講演情報

[PB-05]地方史統計表の音声体験:市民の発見・疑問に基づくナラティブ手法の検討

*中小路 久美代1、櫛引 萌々子2、佐々木 響希1 (1. 公立はこだて未来大学、2. 株式会社エイチ・アイ・ディ)

キーワード:

市史統計資料表、データ体験、ナラティブ

本研究は、ナラティブ(物語的表現)を活用し、函館地域に関する歴史的統計表を聴覚的に体験可能とする手法としてHakodate.Stats Narrativeを提案するものである。
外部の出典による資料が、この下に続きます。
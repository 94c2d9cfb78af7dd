// Copyright (C) 2019  Braiins Systems s.r.o.
//
// This file is part of Braiins Open-Source Initiative (BOSI).
//
// BOSI is free software: you can redistribute it and/or modify
// it under the terms of the GNU General Public License as published by
// the Free Software Foundation, either version 3 of the License, or
// (at your option) any later version.
//
// This program is distributed in the hope that it will be useful,
// but WITHOUT ANY WARRANTY; without even the implied warranty of
// MERCHANTABILITY or FITNESS FOR A PARTICULAR PURPOSE.  See the
// GNU General Public License for more details.
//
// You should have received a copy of the GNU General Public License
// along with this program.  If not, see <https://www.gnu.org/licenses/>.
//
// Please, keep in mind that we may also license BOSI or any part thereof
// under a proprietary license. For more information on the terms and conditions
// of such proprietary license or if you have any other questions, please
// contact us at opensource@braiins.com.

//! Fixed-capacity circular sample window for VarDiff (component C2).

use std::collections::VecDeque;

/// Fixed-capacity FIFO over `i64` samples; the oldest sample is overwritten once the
/// buffer is full.
#[derive(Debug, Clone)]
pub struct RingBuffer {
    capacity: usize,
    samples: VecDeque<i64>,
}

impl RingBuffer {
    pub fn new(capacity: usize) -> Self {
        assert!(capacity > 0, "BUG: ring buffer capacity must be positive");
        Self {
            capacity,
            samples: VecDeque::with_capacity(capacity),
        }
    }

    pub fn append(&mut self, sample: i64) {
        if self.samples.len() == self.capacity {
            self.samples.pop_front();
        }
        self.samples.push_back(sample);
    }

    pub fn size(&self) -> usize {
        self.samples.len()
    }

    pub fn is_empty(&self) -> bool {
        self.samples.is_empty()
    }

    /// Mean of the currently-stored samples. Callers must not call this on an empty
    /// buffer; it returns `0.0` rather than panicking so a caller that forgets the
    /// precondition degrades instead of crashing.
    pub fn avg(&self) -> f64 {
        if self.samples.is_empty() {
            return 0.0;
        }
        let sum: i64 = self.samples.iter().sum();
        sum as f64 / self.samples.len() as f64
    }

    pub fn clear(&mut self) {
        self.samples.clear();
    }
}
// Copyright (C) 2019  Braiins Systems s.r.o.
//
// This file is part of Braiins Open-Source Initiative (BOSI).
//
// BOSI is free software: you can redistribute it and/or modify
// it under the terms of the GNU General Public License as published by
// the Free Software Foundation, either version 3 of the License, or
// (at your option) any later version.
//
// This program is distributed in the hope that it will be useful,
// but WITHOUT ANY WARRANTY; without even the implied warranty of
// MERCHANTABILITY or FITNESS FOR A PARTICULAR PURPOSE.  See the
// GNU General Public License for more details.
//
// You should have received a copy of the GNU General Public License
// along with this program.  If not, see <https://www.gnu.org/licenses/>.
//
// Please, keep in mind that we may also license BOSI or any part thereof
// under a proprietary license. For more information on the terms and conditions
// of such proprietary license or if you have any other questions, please
// contact us at opensource@braiins.com.

//! Hex/big-integer/target conversions (component C1).
//!
//! Big integers are `num_bigint::BigUint` rather than a fixed-width hash type: the
//! quantities here (network targets, difficulties) are compared and divided but never
//! hashed or byte-packed as a protocol message, so an arbitrary-precision integer is
//! the natural representation and avoids a fixed-width overflow class of bugs.

use lazy_static::lazy_static;
use num_bigint::BigUint;
use num_rational::BigRational;
use num_traits::{ToPrimitive, Zero};

use crate::error::{PoolError, Result};

lazy_static! {
    /// Canonical Ethash reference target `0x00000000ffff0000...0000`, the denominator
    /// used by `make_target`.
    pub static ref DIFF1: BigUint = BigUint::parse_bytes(
        b"00000000ffff0000000000000000000000000000000000000000000000000000",
        16,
    )
    .expect("BUG: DIFF1 literal is malformed");

    static ref POW_256: BigUint = BigUint::from(1u8) << 256u32;
}

/// `2^32`, the unit by which a float difficulty is turned into an accounting integer.
pub const POW_2X32: u64 = 1u64 << 32;

fn strip_0x(s: &str) -> &str {
    s.strip_prefix("0x").or_else(|| s.strip_prefix("0X")).unwrap_or(s)
}

/// Decode a `0x`-prefixed (or bare) hex string into bytes.
pub fn decode_hex(s: &str) -> Result<Vec<u8>> {
    hex::decode(strip_0x(s)).map_err(|e| PoolError::Numeric(format!("invalid hex: {}", e)))
}

/// Same as [`decode_hex`], but panics on malformed input. Only ever called on a
/// string that a regex has already validated as well-formed hex — per §7, a failure
/// here indicates a logic error, not bad user input.
pub fn must_decode_hex(s: &str) -> Vec<u8> {
    decode_hex(s).expect("BUG: regex-validated hex string failed to decode")
}

/// `target = 2^256 / bytes_as_bigint`, the network difficulty implied by a raw target.
pub fn target_hex_to_diff(target_hex: &str) -> Result<BigUint> {
    let bytes = decode_hex(target_hex)?;
    let target = BigUint::from_bytes_be(&bytes);
    if target.is_zero() {
        return Err(PoolError::Numeric("zero target has no difficulty".into()));
    }
    Ok(&*POW_256 / target)
}

/// `Diff1 / diff`, computed via exact rational arithmetic and truncated to an integer
/// quotient. Never goes through a `f64 -> bigint` shortcut, which would lose bits at
/// high difficulty (see design notes).
pub fn make_target(diff: f64) -> Result<BigUint> {
    if !diff.is_finite() || diff <= 0.0 {
        return Err(PoolError::Numeric(format!("invalid difficulty: {}", diff)));
    }
    let diff_rational = BigRational::from_float(diff)
        .ok_or_else(|| PoolError::Numeric(format!("cannot represent difficulty {}", diff)))?;
    let diff1_rational = BigRational::from_integer(DIFF1.clone().into());
    let quotient = diff1_rational / diff_rational;
    let truncated = quotient.to_integer();
    truncated
        .to_biguint()
        .ok_or_else(|| PoolError::Numeric("target computation went negative".into()))
}

/// `make_target(diff)` formatted as lowercase hex, padded to 64 characters, with the
/// `0x` prefix used on the wire for targets.
pub fn target_hex_for_diff(diff: f64) -> Result<String> {
    Ok(format_target_hex(&make_target(diff)?))
}

/// Format a big integer target as `0x`-prefixed hex, zero-padded to 64 hex digits.
pub fn format_target_hex(target: &BigUint) -> String {
    format!("0x{:0>64}", target.to_str_radix(16))
}

/// Format a block height as minimal `0x`-prefixed hex (no padding).
pub fn format_height_hex(height: u64) -> String {
    format!("0x{:x}", height)
}

/// Parse a `0x`-prefixed hex height back into a `u64`.
pub fn parse_height_hex(height_hex: &str) -> Result<u64> {
    u64::from_str_radix(strip_0x(height_hex), 16)
        .map_err(|e| PoolError::Numeric(format!("invalid height hex: {}", e)))
}

/// `floor(diff * 2^32)`, the integer "share-weighted difficulty" passed to the
/// backend for accounting. `diff` is always positive, so truncation equals floor.
pub fn share_weighted_diff(diff: f64) -> u64 {
    (diff * POW_2X32 as f64) as u64
}

/// `network_diff / 2^32`, the integer form of the network difficulty recorded
/// alongside a block candidate.
pub fn network_diff_int(network_diff: &BigUint) -> u64 {
    (network_diff >> 32u32).to_u64().unwrap_or(u64::MAX)
}

lazy_static! {
    static ref ADDRESS_RE: regex::Regex =
        regex::Regex::new(r"^0x[0-9a-fA-F]{40}$").expect("BUG: malformed address regex");
}

/// `^0x[0-9a-fA-F]{40}$` and not all-zero after stripping `0x`.
pub fn is_valid_hex_address(s: &str) -> bool {
    if !ADDRESS_RE.is_match(s) {
        return false;
    }
    !strip_0x(s).bytes().all(|b| b == b'0')
}

#[cfg(test)]
mod test {
    use super::*;

    #[test]
    fn diff1_round_trips_through_make_target() {
        // make_target(1) == Diff1 exactly.
        let target = make_target(1.0).unwrap();
        assert_eq!(target, *DIFF1);
    }

    #[test]
    fn target_hex_to_diff_round_trips() {
        for diff in [1u64, 1 << 16, 1 << 32] {
            let target = &*POW_256 / BigUint::from(diff);
            let hex = format_target_hex(&target);
            let recovered = target_hex_to_diff(&hex).unwrap();
            assert_eq!(recovered, BigUint::from(diff));
        }
    }

    #[test]
    fn target_hex_to_diff_accepts_unprefixed_and_prefixed() {
        let a = target_hex_to_diff("0xff").unwrap();
        let b = target_hex_to_diff("ff").unwrap();
        assert_eq!(a, b);
    }

    #[test]
    fn make_target_rejects_non_positive_difficulty() {
        assert!(make_target(0.0).is_err());
        assert!(make_target(-1.0).is_err());
    }

    #[test]
    fn format_target_hex_is_64_chars_padded() {
        let target = BigUint::from(0xffu32);
        let hex = format_target_hex(&target);
        assert_eq!(hex.len(), 2 + 64);
        assert!(hex.ends_with("ff"));
    }

    #[test]
    fn valid_hex_address_shape() {
        assert!(is_valid_hex_address(
            "0x1234567890abcdef1234567890abcdef12345678"
        ));
        assert!(!is_valid_hex_address(
            "0x0000000000000000000000000000000000000000"
        ));
        assert!(!is_valid_hex_address("not-an-address"));
        assert!(!is_valid_hex_address("0x123")); // too short
    }

    #[test]
    fn share_weighted_diff_truncates() {
        assert_eq!(share_weighted_diff(1.0), POW_2X32);
        assert_eq!(share_weighted_diff(0.5), POW_2X32 / 2);
    }

    #[test]
    fn height_hex_round_trips() {
        let height = 123_456u64;
        let hex = format_height_hex(height);
        assert_eq!(parse_height_hex(&hex).unwrap(), height);
    }
}
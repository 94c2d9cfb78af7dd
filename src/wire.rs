// Copyright (C) 2019  Braiins Systems s.r.o.
//
// This file is part of Braiins Open-Source Initiative (BOSI).
//
// BOSI is free software: you can redistribute it and/or modify
// it under the terms of the GNU General Public License as published by
// the Free Software Foundation, either version 3 of the License, or
// (at your option) any later version.
//
// This program is distributed in the hope that it will be useful,
// but WITHOUT ANY WARRANTY; without even the implied warranty of
// MERCHANTABILITY or FITNESS FOR A PARTICULAR PURPOSE.  See the
// GNU General Public License for more details.
//
// You should have received a copy of the GNU General Public License
// along with this program.  If not, see <https://www.gnu.org/licenses/>.
//
// Please, keep in mind that we may also license BOSI or any part thereof
// under a proprietary license. For more information on the terms and conditions
// of such proprietary license or if you have any other questions, please
// contact us at opensource@braiins.com.

//! Line-delimited JSON-RPC framing for Stratum-style requests. Deliberately
//! thin: the wire protocol's full method surface is out of scope, this just
//! gives the session/share pipeline something to be driven from over a real
//! socket, the same shape as `ii-cgminer-api`'s line-based `Codec`.

use bytes::BytesMut;
use serde::{Deserialize, Serialize};
use tokio_util::codec::{Decoder, Encoder};

use crate::error::PoolError;

#[derive(Debug, Clone, Deserialize)]
pub struct Request {
    pub id: u64,
    pub method: String,
    #[serde(default)]
    pub params: serde_json::Value,
}

#[derive(Debug, Clone, Serialize)]
pub struct Response {
    pub id: u64,
    pub result: serde_json::Value,
    pub error: Option<crate::error::ErrorReply>,
}

impl Response {
    pub fn ok(id: u64, result: serde_json::Value) -> Self {
        Self { id, result, error: None }
    }

    pub fn err(id: u64, error: &PoolError) -> Self {
        Self {
            id,
            result: serde_json::Value::Null,
            error: Some(error.into()),
        }
    }
}

/// Decodes/encodes newline-delimited JSON, one [`Request`]/[`Response`] per
/// line, mirroring `LinesCodec` usage in `bosminer`'s CGMiner API server but
/// carrying structured JSON instead of plain text.
#[derive(Debug, Default)]
pub struct JsonLineCodec;

impl Decoder for JsonLineCodec {
    type Item = Request;
    type Error = PoolError;

    fn decode(&mut self, src: &mut BytesMut) -> std::result::Result<Option<Self::Item>, Self::Error> {
        let newline = match src.iter().position(|&b| b == b'\n') {
            Some(pos) => pos,
            None => return Ok(None),
        };
        let line = src.split_to(newline + 1);
        let line = &line[..line.len() - 1];
        if line.is_empty() {
            return Ok(None);
        }
        let request: Request = serde_json::from_slice(line)
            .map_err(|e| PoolError::MalformedShare.context_hint(e))?;
        Ok(Some(request))
    }
}

impl Encoder<Response> for JsonLineCodec {
    type Error = PoolError;

    fn encode(&mut self, item: Response, dst: &mut BytesMut) -> std::result::Result<(), Self::Error> {
        let mut line =
            serde_json::to_vec(&item).map_err(|e| PoolError::Numeric(format!("encode failure: {}", e)))?;
        line.push(b'\n');
        dst.extend_from_slice(&line);
        Ok(())
    }
}

impl PoolError {
    /// Attaches a parse error's message to a `MalformedShare`-shaped variant,
    /// without needing a dedicated enum case for wire-decode failures.
    fn context_hint(self, source: serde_json::Error) -> Self {
        match self {
            PoolError::MalformedShare => PoolError::Numeric(format!("malformed request: {}", source)),
            other => other,
        }
    }
}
市民参加型ワークショップSLAPUP(Statistics Landscape Projections over Unseen Past)Meetingにおいて、参加者らは統計表を参照しながら、発見したことや疑問点、気づきなどを共有しつつ、統計表へのアノテーション(注釈付け)を行った。これらの成果をナラティブの素材として音声ナレーションを作成し、音声データとして収録した。データに関する予備知識を持たない学生を対象としたユーザ観察の結果、音声ナレーションを介することでデータへの集中力および理解度が向上する可能性が示された。また、ナレーションにおいて特徴的な語句を強調することにより、聴取者による情報把握の促進が期待できることも示唆された。